Sur fond d'Histoire, les personnages de Mertens se reconstruisent après une cassure, une rupture, une tragédie. L'écriture fait entendre ce déchirement par la structure et le style : monologues délirants avec ellipses temporelles pour dire les contradictions de l'individu dans le monde.
Le message de Mertens est cependant positif : le doute est fécond, il ne doit jamais être source de résignation et il faut préférer l'homme de terrain aux cyniques. Quant à la littérature, son rôle est primordial dans la lutte contre l'obscurantisme :
« Je m'en remets à la culture pour nous sauver. Le droit à la littérature est un droit de l'homme ». P. Mertens
Mertens déclencha la controverse et le battage médiatique dans son pays avec son livre Une paix royale, publié en 1995. Le livre raconte une histoire romancée, mélangeant fiction et réalité : un narrateur plus que quadragénaire se souvient de sa jeunesse et ses amours, du lieu de rencontre avec sa compagne actuelle et des activités de sa mère, de sa grand-mère dans sa roulotte et du premier vélo qu'il reçut d'elle pour son anniversaire. Il ne peut oublier la perte de ce cher premier vélo car le cycliste adolescent qu'il était fut bel et bien renversé par une grosse voiture de course conduite par deux membres éminents de la famille royale de Belgique. Une passion jubilante d'enquêteur le mène vers l'approfondissement de ces multiples thèmes encombrant trop légèrement sa mémoire. Il en vient à refaire à roue libre l'Histoire ou à retrouver d'autres histoires, en passant du cyclisme belge à la couronne belge à laquelle le lie cette rencontre fortuite. La princesse Lilian Baels et le prince Alexandre de Belgique, que l'auteur avait rencontrés au domaine royal d'Argenteuil, lui intentèrent un procès très médiatisé pour imposture. Mertens fut jugé et contraint de retirer quelques pages des éditions suivantes de son livre.
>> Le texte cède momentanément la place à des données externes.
//! Metadata store boundary.
//!
//! The lineage core performs no writes and owns no storage: everything it
//! knows about entities, relationships, and type definitions comes through
//! the narrow read-only [`MetadataStore`] trait. Production deployments
//! implement it against their repository connector; tests and embedded use
//! get the DashMap-backed [`InMemoryStore`].

pub mod mem;

pub use mem::InMemoryStore;

use crate::error::StoreError;
use crate::instance::{EntityRef, Relationship};
use crate::typedef::TypeCatalog;

/// Result type for store operations.
pub type StoreResult<T> = std::result::Result<T, StoreError>;

/// Read-only query capability of a metadata repository.
///
/// Calls are synchronous and may block on I/O; the traversal issues them
/// strictly sequentially (a child entity is never fetched before its parent
/// resolves). Implementations must be usable from multiple threads so that
/// concurrent traversals can share one store.
pub trait MetadataStore: Send + Sync {
    /// Resolve an entity by GUID.
    ///
    /// `expected_type` names the type the caller believes the entity has;
    /// stores should fail with [`StoreError::EntityNotFound`] when the GUID
    /// resolves to an entity of an incompatible type.
    fn entity(&self, guid: &str, expected_type: &str) -> StoreResult<EntityRef>;

    /// All relationships of one type anchored at an entity.
    ///
    /// `relationship_type_guid` is the store's internal type identifier
    /// (resolve it first via [`MetadataStore::type_guid`]). The full
    /// filtered set is returned in one call — fan-out per (entity, type)
    /// pair is assumed bounded.
    fn relationships(
        &self,
        entity_guid: &str,
        entity_type: &str,
        relationship_type_guid: &str,
    ) -> StoreResult<Vec<Relationship>>;

    /// Snapshot of the full type-definition catalog.
    fn type_catalog(&self) -> StoreResult<TypeCatalog>;

    /// Resolve a type name to the store's internal identifier.
    ///
    /// Returns `Ok(None)` when the type is not registered — callers treat
    /// this as "no matches", not as an error.
    fn type_guid(&self, type_name: &str) -> StoreResult<Option<String>>;
}
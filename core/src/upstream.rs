//! HTTP client for the npm registry and the npmjs.com website.
//!
//! Every request takes a slot from the shared [`PacedGate`] first, then runs
//! send plus body read under a per-call deadline. Bodies are read chunk by
//! chunk and refused once they pass the configured byte limit.

use std::sync::Arc;
use std::time::Duration;

use futures::StreamExt;
use reqwest::{Client, Url};
use serde_json::Value;
use tokio_util::sync::CancellationToken;
use tracing::debug;

use pkgwatch_config::{RegistryConfig, TimeoutConfig};

use crate::deadline::with_deadline;
use crate::gate::PacedGate;
use crate::tools::context::ToolError;

#[derive(Debug, thiserror::Error)]
pub enum ClientSetupError {
  #[error("invalid {key} {value:?}: {reason}")]
  InvalidUrl {
    key: &'static str,
    value: String,
    reason: String,
  },
  #[error("cannot build HTTP client: {0}")]
  Http(#[from] reqwest::Error),
}

#[derive(Debug, Clone)]
pub struct RegistryClient {
  http: Client,
  gate: Arc<PacedGate>,
  registry_url: Url,
  website_url: Url,
  max_body_bytes: usize,
  search_timeout: Duration,
  package_timeout: Duration,
  page_timeout: Duration,
}

impl RegistryClient {
  pub fn new(
    registry: &RegistryConfig,
    timeouts: &TimeoutConfig,
    gate: Arc<PacedGate>,
  ) -> Result<Self, ClientSetupError> {
    let http = Client::builder().user_agent(&registry.user_agent).build()?;
    Ok(Self {
      http,
      gate,
      registry_url: base_url("registry.registry_url", &registry.registry_url)?,
      website_url: base_url("registry.website_url", &registry.website_url)?,
      max_body_bytes: registry.max_body_bytes,
      search_timeout: timeouts.search(),
      package_timeout: timeouts.package(),
      page_timeout: timeouts.page(),
    })
  }

  pub fn gate(&self) -> &Arc<PacedGate> {
    &self.gate
  }

  /// `GET {registry}/-/v1/search?text=..&size=..`
  pub async fn search(
    &self,
    text: &str,
    size: u32,
    abandon: &CancellationToken,
  ) -> Result<Value, ToolError> {
    let mut url = endpoint(&self.registry_url, &["-", "v1", "search"]);
    url
      .query_pairs_mut()
      .append_pair("text", text)
      .append_pair("size", &size.to_string());

    let body = self
      .fetch("registry search", url, self.search_timeout, abandon)
      .await?;
    parse_json(&body, "search response")
  }

  /// Full packument for `package`.
  pub async fn packument(&self, package: &str, abandon: &CancellationToken) -> Result<Value, ToolError> {
    let url = packument_url(&self.registry_url, package);
    let body = self
      .fetch("registry packument", url, self.package_timeout, abandon)
      .await?;
    parse_json(&body, "packument")
  }

  /// HTML of the package's website page.
  pub async fn package_page(&self, package: &str, abandon: &CancellationToken) -> Result<String, ToolError> {
    let mut segments = vec!["package"];
    segments.extend(package.split('/'));
    let url = endpoint(&self.website_url, &segments);

    let body = self
      .fetch("package page", url, self.page_timeout, abandon)
      .await?;
    Ok(String::from_utf8_lossy(&body).into_owned())
  }

  async fn fetch(
    &self,
    operation: &str,
    url: Url,
    timeout: Duration,
    abandon: &CancellationToken,
  ) -> Result<Vec<u8>, ToolError> {
    let ticket = self.gate.acquire_unless(abandon).await?;
    debug!(
      operation,
      url = %url,
      waited_ms = ticket.waited.as_millis() as u64,
      "dispatching upstream request"
    );
    with_deadline(operation, timeout, self.send_and_read(url)).await?
  }

  async fn send_and_read(&self, url: Url) -> Result<Vec<u8>, ToolError> {
    let display = url.to_string();
    let response = self
      .http
      .get(url)
      .send()
      .await
      .map_err(|err| ToolError::request_failed(&display, err))?;

    let status = response.status();
    if !status.is_success() {
      return Err(ToolError::UpstreamHttp {
        status: status.as_u16(),
        url: display,
      });
    }

    if let Some(length) = response.content_length()
      && length > self.max_body_bytes as u64
    {
      return Err(self.too_large(&display));
    }

    let mut body = Vec::new();
    let mut stream = response.bytes_stream();
    while let Some(chunk) = stream.next().await {
      let chunk = chunk.map_err(|err| ToolError::request_failed(&display, err))?;
      if body.len() + chunk.len() > self.max_body_bytes {
        return Err(self.too_large(&display));
      }
      body.extend_from_slice(&chunk);
    }
    Ok(body)
  }

  fn too_large(&self, url: &str) -> ToolError {
    ToolError::failure(format!(
      "response from {url} exceeds the {} byte limit",
      self.max_body_bytes
    ))
  }
}

fn base_url(key: &'static str, raw: &str) -> Result<Url, ClientSetupError> {
  let invalid = |reason: String| ClientSetupError::InvalidUrl {
    key,
    value: raw.to_string(),
    reason,
  };
  let url = Url::parse(raw).map_err(|err| invalid(err.to_string()))?;
  if url.cannot_be_a_base() {
    return Err(invalid("cannot be used as a base URL".to_string()));
  }
  Ok(url)
}

/// `base` with `segments` appended as percent-encoded path segments.
fn endpoint(base: &Url, segments: &[&str]) -> Url {
  let mut url = base.clone();
  if let Ok(mut path) = url.path_segments_mut() {
    path.pop_if_empty().extend(segments);
  }
  url
}

/// Registry URL for a package. The slash of a scoped name is encoded, giving
/// `@scope%2Fname`.
pub fn packument_url(registry: &Url, package: &str) -> Url {
  endpoint(registry, &[package])
}

fn parse_json(body: &[u8], what: &str) -> Result<Value, ToolError> {
  serde_json::from_slice(body)
    .map_err(|err| ToolError::failure(format!("registry returned a malformed {what}: {err}")))
}

#[cfg(test)]
mod tests {
  use pkgwatch_testing::{MockRegistry, packument_with_versions};
  use pretty_assertions::assert_eq;

  use super::*;

  fn client_for(mock: &MockRegistry, max_body_bytes: usize) -> RegistryClient {
    let registry = RegistryConfig {
      registry_url: mock.url(),
      website_url: mock.url(),
      max_body_bytes,
      ..RegistryConfig::default()
    };
    RegistryClient::new(
      &registry,
      &TimeoutConfig::default(),
      PacedGate::new(Duration::ZERO).shared(),
    )
    .expect("client")
  }

  #[test]
  fn scoped_names_are_encoded() {
    let registry = Url::parse("https://registry.npmjs.org").expect("url");
    assert_eq!(
      packument_url(&registry, "@types/node").as_str(),
      "https://registry.npmjs.org/@types%2Fnode"
    );
    assert_eq!(
      packument_url(&registry, "left-pad").as_str(),
      "https://registry.npmjs.org/left-pad"
    );
  }

  #[test]
  fn invalid_base_url_is_a_setup_error() {
    let registry = RegistryConfig {
      registry_url: "not a url".to_string(),
      ..RegistryConfig::default()
    };
    let err = RegistryClient::new(&registry, &TimeoutConfig::default(), PacedGate::new(Duration::ZERO).shared())
      .expect_err("invalid");
    assert!(err.to_string().starts_with("invalid registry.registry_url"));
  }

  #[tokio::test]
  async fn fetches_scoped_packument_through_the_gate() {
    let mock = MockRegistry::start().await;
    mock.packument("@scope/pkg", packument_with_versions("@scope/pkg", 2)).await;
    let client = client_for(&mock, 1024 * 1024);

    let packument = client
      .packument("@scope/pkg", &CancellationToken::new())
      .await
      .expect("packument");

    assert_eq!(packument["name"], "@scope/pkg");
    assert_eq!(client.gate().released(), 1);
  }

  #[tokio::test]
  async fn non_success_status_is_reported_with_url() {
    let mock = MockRegistry::start().await;
    mock.status("missing", 404).await;
    let client = client_for(&mock, 1024);

    let err = client
      .packument("missing", &CancellationToken::new())
      .await
      .expect_err("404");
    match err {
      ToolError::UpstreamHttp { status, url } => {
        assert_eq!(status, 404);
        assert!(url.ends_with("/missing"));
      }
      other => panic!("unexpected error: {other:?}"),
    }
  }

  #[tokio::test]
  async fn oversized_body_is_refused() {
    let mock = MockRegistry::start().await;
    mock.packument("huge", packument_with_versions("huge", 50)).await;
    let client = client_for(&mock, 256);

    let err = client
      .packument("huge", &CancellationToken::new())
      .await
      .expect_err("too large");
    assert!(err.to_string().contains("exceeds the 256 byte limit"));
  }

  #[tokio::test]
  async fn abandoned_request_never_reaches_upstream() {
    let mock = MockRegistry::start().await;
    mock.packument("left-pad", packument_with_versions("left-pad", 1)).await;
    let client = client_for(&mock, 1024 * 1024);

    let abandon = CancellationToken::new();
    abandon.cancel();
    let err = client.packument("left-pad", &abandon).await.expect_err("abandoned");

    assert_eq!(err.to_string(), "request abandoned while queued for the registry");
    assert_eq!(mock.request_count().await, 0);
  }
}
Il reçut également le prix Jean-Monnet de littérature européenne du département de la Charente[2] pour cet ouvrage.
En 1980, la cinéaste Eva Houdova réalise Auto-stop (court-métrage de fiction d'après une nouvelle de Pierre Mertens, tourné en 35mm, 12 minutes 30 secondes)[3]
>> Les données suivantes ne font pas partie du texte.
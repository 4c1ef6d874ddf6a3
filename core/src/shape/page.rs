use regex::Regex;

/// Markup regions that never carry package content.
const NON_CONTENT_TAGS: [&str; 9] = [
  "script", "style", "noscript", "svg", "nav", "header", "footer", "iframe", "template",
];

const TRUNCATION_MARKER: &str = "\n\n[... content truncated]";

/// Text pulled out of a package page.
#[derive(Debug, Clone, PartialEq, Eq)]
pub struct PageText {
  pub name: String,
  pub version: Option<String>,
  pub description: Option<String>,
  /// Page body, at most the configured number of characters.
  pub body: String,
  pub truncated: bool,
}

impl PageText {
  pub fn render(&self) -> String {
    let mut out = format!("Package: {}\n", self.name);
    if let Some(version) = &self.version {
      out.push_str(&format!("Version: {version}\n"));
    }
    if let Some(description) = &self.description {
      out.push_str(&format!("Description: {description}\n"));
    }
    out.push('\n');
    out.push_str(&self.body);
    if self.truncated {
      out.push_str(TRUNCATION_MARKER);
    }
    out
  }
}

/// Compiled patterns for turning package-page HTML into plain text.
#[derive(Debug, Clone)]
pub struct PageScrubber {
  non_content: Regex,
  comment: Regex,
  title: Regex,
  meta: Regex,
  attribute: Regex,
  tag: Regex,
  whitespace: Regex,
  published_version: Regex,
  labelled_version: Regex,
}

impl PageScrubber {
  pub fn new() -> Result<Self, regex::Error> {
    let non_content = NON_CONTENT_TAGS
      .iter()
      .map(|tag| format!(r"<{tag}\b[^>]*>.*?</{tag}\s*>"))
      .collect::<Vec<_>>()
      .join("|");

    Ok(Self {
      non_content: Regex::new(&format!("(?is){non_content}"))?,
      comment: Regex::new(r"(?s)<!--.*?-->")?,
      title: Regex::new(r"(?is)<title\b[^>]*>(.*?)</title\s*>")?,
      meta: Regex::new(r"(?is)<meta\b[^>]*>")?,
      attribute: Regex::new(r#"(?is)([a-z_:-]+)\s*=\s*(?:"([^"]*)"|'([^']*)')"#)?,
      tag: Regex::new(r"(?s)<[^>]*>")?,
      whitespace: Regex::new(r"\s+")?,
      published_version: Regex::new(r"(\d+\.\d+\.\d+(?:-[0-9A-Za-z.-]+)?)\s*•\s*Public")?,
      labelled_version: Regex::new(r"(?i)\bversion\b\s*:?\s*v?(\d+\.\d+\.\d+(?:-[0-9A-Za-z.-]+)?)")?,
    })
  }

  /// Extract name, version, description and a body capped at `max_chars`
  /// characters from a package page.
  pub fn extract(&self, html: &str, package: &str, max_chars: usize) -> PageText {
    let description = self.meta_description(html);
    let title_name = self
      .title
      .captures(html)
      .and_then(|captures| captures.get(1))
      .map(|title| decode_entities(title.as_str()))
      .map(|title| title.trim().trim_end_matches("- npm").trim().to_string())
      .filter(|title| !title.is_empty());

    let without_regions = self.non_content.replace_all(html, " ");
    let without_comments = self.comment.replace_all(&without_regions, " ");
    let without_tags = self.tag.replace_all(&without_comments, " ");
    let decoded = decode_entities(&without_tags);
    let text = self.whitespace.replace_all(&decoded, " ").trim().to_string();

    let version = self
      .published_version
      .captures(&text)
      .or_else(|| self.labelled_version.captures(&text))
      .and_then(|captures| captures.get(1))
      .map(|version| version.as_str().to_string());

    let (body, truncated) = truncate_chars(text, max_chars);
    PageText {
      name: title_name.unwrap_or_else(|| package.to_string()),
      version,
      description,
      body,
      truncated,
    }
  }

  fn meta_description(&self, html: &str) -> Option<String> {
    for meta in self.meta.find_iter(html) {
      let mut key = None;
      let mut content = None;
      for attribute in self.attribute.captures_iter(meta.as_str()) {
        let name = attribute.get(1).map(|m| m.as_str().to_ascii_lowercase());
        let value = attribute.get(2).or_else(|| attribute.get(3)).map(|m| m.as_str());
        match name.as_deref() {
          Some("name") | Some("property") => key = value.map(str::to_ascii_lowercase),
          Some("content") => content = value,
          _ => {}
        }
      }
      if matches!(key.as_deref(), Some("description") | Some("og:description")) {
        if let Some(content) = content.map(decode_entities).filter(|c| !c.trim().is_empty()) {
          return Some(content.trim().to_string());
        }
      }
    }
    None
  }
}

/// Cut `text` to at most `max_chars` characters on a char boundary.
fn truncate_chars(text: String, max_chars: usize) -> (String, bool) {
  match text.char_indices().nth(max_chars) {
    Some((cut, _)) => {
      let mut text = text;
      text.truncate(cut);
      (text, true)
    }
    None => (text, false),
  }
}

fn decode_entities(text: &str) -> String {
  text
    .replace("&nbsp;", " ")
    .replace("&lt;", "<")
    .replace("&gt;", ">")
    .replace("&quot;", "\"")
    .replace("&#39;", "'")
    .replace("&#x27;", "'")
    .replace("&amp;", "&")
}

#[cfg(test)]
mod tests {
  use pkgwatch_testing::package_page_html;
  use pretty_assertions::assert_eq;

  use super::*;

  fn scrubber() -> PageScrubber {
    PageScrubber::new().expect("patterns compile")
  }

  #[test]
  fn strips_non_content_regions_and_reads_metadata() {
    let html = package_page_html("left-pad", "1.3.0", "String left pad", "Pads strings. Very useful.");
    let page = scrubber().extract(&html, "left-pad", 4000);

    assert_eq!(page.name, "left-pad");
    assert_eq!(page.version.as_deref(), Some("1.3.0"));
    assert_eq!(page.description.as_deref(), Some("String left pad"));
    assert!(page.body.contains("Pads strings. Very useful."));
    assert!(!page.body.contains("trackUser"));
    assert!(!page.body.contains("Sign Up"));
    assert!(!page.body.contains(".hidden"));
    assert!(!page.truncated);
  }

  #[test]
  fn long_body_is_capped_with_marker() {
    let readme = "word ".repeat(5000);
    let html = package_page_html("big", "2.0.0", "Big readme", &readme);
    let page = scrubber().extract(&html, "big", 4000);

    assert!(page.truncated);
    assert_eq!(page.body.chars().count(), 4000);
    let rendered = page.render();
    assert!(rendered.starts_with("Package: big\nVersion: 2.0.0\nDescription: Big readme\n\n"));
    assert!(rendered.ends_with(TRUNCATION_MARKER));
  }

  #[test]
  fn truncation_respects_multibyte_characters() {
    let (text, truncated) = truncate_chars("héllo wörld".to_string(), 7);
    assert_eq!(text, "héllo w");
    assert!(truncated);
  }

  #[test]
  fn bare_html_falls_back_to_requested_name() {
    let page = scrubber().extract("<p>nothing &amp; more</p>", "@scope/pkg", 4000);
    assert_eq!(page.name, "@scope/pkg");
    assert_eq!(page.version, None);
    assert_eq!(page.description, None);
    assert_eq!(page.body, "nothing & more");
  }
}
Comme le rappelle Jean-Pierre Orban, Pierre Mertens fut une figure importante de la vie culturelle belge d'après la Seconde Guerre mondiale. Il participe ainsi à d'importants débats politiques belges notamment autour de la belgitude[4].
↑Annuaire du film belge 1980/81 — Jaarboek van de Belgische film 1980/81 (Bruxelles, Cinémathèque royale de Belgique, 1981), Le court en dit long 1990-1991 (Bruxelles, Direction de l'Audiovisuel du Ministère de la Culture et des Affaires sociales, 1991), p. 127.
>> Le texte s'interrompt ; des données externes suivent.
// Pkgwatch Configuration System
// Layered configuration management

pub mod layered;
pub mod loader;
pub mod types;

pub use layered::LayeredConfig;
pub use loader::{ConfigLoader, parse_override};
pub use types::*;
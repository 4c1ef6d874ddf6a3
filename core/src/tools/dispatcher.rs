use std::sync::Arc;

use serde_json::Value;
use tokio::time::Instant;
use tracing::{Instrument, info, info_span, warn};

use pkgwatch_protocol::{ProtocolError, ResponseEnvelope};

use crate::deadline::{DetachedError, with_detached_deadline};
use crate::housekeeping::{InvocationMonitor, Outcome};
use crate::tools::context::{ToolError, ToolInvocation};
use crate::tools::registry::ToolRegistry;
use crate::tools::spec::ToolSpec;
use crate::tools::validation::validate_arguments;

/// Single entry point for tool invocations.
///
/// Unknown names and invalid arguments come back as [`ProtocolError`]; every
/// other outcome, timeouts included, is folded into a [`ResponseEnvelope`].
pub struct ToolDispatcher {
  registry: Arc<ToolRegistry>,
  monitor: InvocationMonitor,
}

impl ToolDispatcher {
  pub fn new(registry: Arc<ToolRegistry>, monitor: InvocationMonitor) -> Self {
    Self { registry, monitor }
  }

  pub async fn dispatch(
    &self,
    name: &str,
    arguments: Option<Value>,
  ) -> Result<ResponseEnvelope, ProtocolError> {
    let tool = self
      .registry
      .get(name)
      .ok_or_else(|| ProtocolError::UnknownOperation {
        name: name.to_string(),
      })?;

    let arguments = validate_arguments(&tool.spec.input_schema, arguments).map_err(|issues| {
      ProtocolError::InvalidArguments {
        operation: name.to_string(),
        issues,
      }
    })?;

    let invocation = ToolInvocation::new(name, arguments);
    let abandon = invocation.abandon.clone();
    let span = info_span!("tool", tool = name, invocation_id = %invocation.id);
    let handler = tool.handler.clone();
    let timeout = tool.spec.timeout;

    async move {
      let started = Instant::now();
      info!("tool invocation started");

      let work = async move { handler.handle(invocation).await }.in_current_span();
      let result = with_detached_deadline(name, timeout, work).await;

      let (envelope, outcome) = match result {
        Ok(Ok(output)) => (ResponseEnvelope::success(output.content), Outcome::Success),
        Ok(Err(err)) => {
          let outcome = if matches!(err, ToolError::UpstreamTimeout(_)) {
            Outcome::Timeout
          } else {
            Outcome::HandlerError
          };
          (ResponseEnvelope::failure(err.to_string()), outcome)
        }
        Err(DetachedError::TimedOut(deadline)) => {
          abandon.cancel();
          (
            ResponseEnvelope::failure(ToolError::UpstreamTimeout(deadline).to_string()),
            Outcome::Timeout,
          )
        }
        Err(panicked @ DetachedError::Panicked { .. }) => {
          warn!(error = %panicked, "tool handler panicked");
          (ResponseEnvelope::failure(panicked.to_string()), Outcome::HandlerError)
        }
      };

      let elapsed = started.elapsed();
      info!(
        elapsed_ms = elapsed.as_millis() as u64,
        outcome = outcome.as_str(),
        "tool invocation finished"
      );
      self.monitor.record(name, elapsed, outcome);
      Ok::<_, ProtocolError>(envelope)
    }
    .instrument(span)
    .await
  }

  /// Specs in catalog order.
  pub fn specs(&self) -> impl Iterator<Item = &ToolSpec> {
    self.registry.list_specs()
  }

  pub fn monitor(&self) -> &InvocationMonitor {
    &self.monitor
  }
}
↑ a et bDaniel Delas, « Jean-Pierre Orban, Pierre Mertens. Le siècle pour mémoire. Biographie, Bruxelles, Les Impressions nouvelles, coll. « Traverses », 2018, 543 p. », Continents manuscrits [En ligne], Comptes-rendus de parutions, mis en ligne le 01 février 2019, consulté le 24 décembre 2020. URL : http://journals.openedition.org/coma/3290 ; DOI : https://doi.org/10.4000/coma.3290
Voir aussi
Bibliographie
Danielle Bajomée (dir.), Benoît Denis (dir.), Didier Coste, Philippe Di Meoet al., Pierre Mertens : La littérature malgré tout, Paris, Complexe, coll. « le temps et les hommes », , 117 p. (ISBN2-87027-662-1)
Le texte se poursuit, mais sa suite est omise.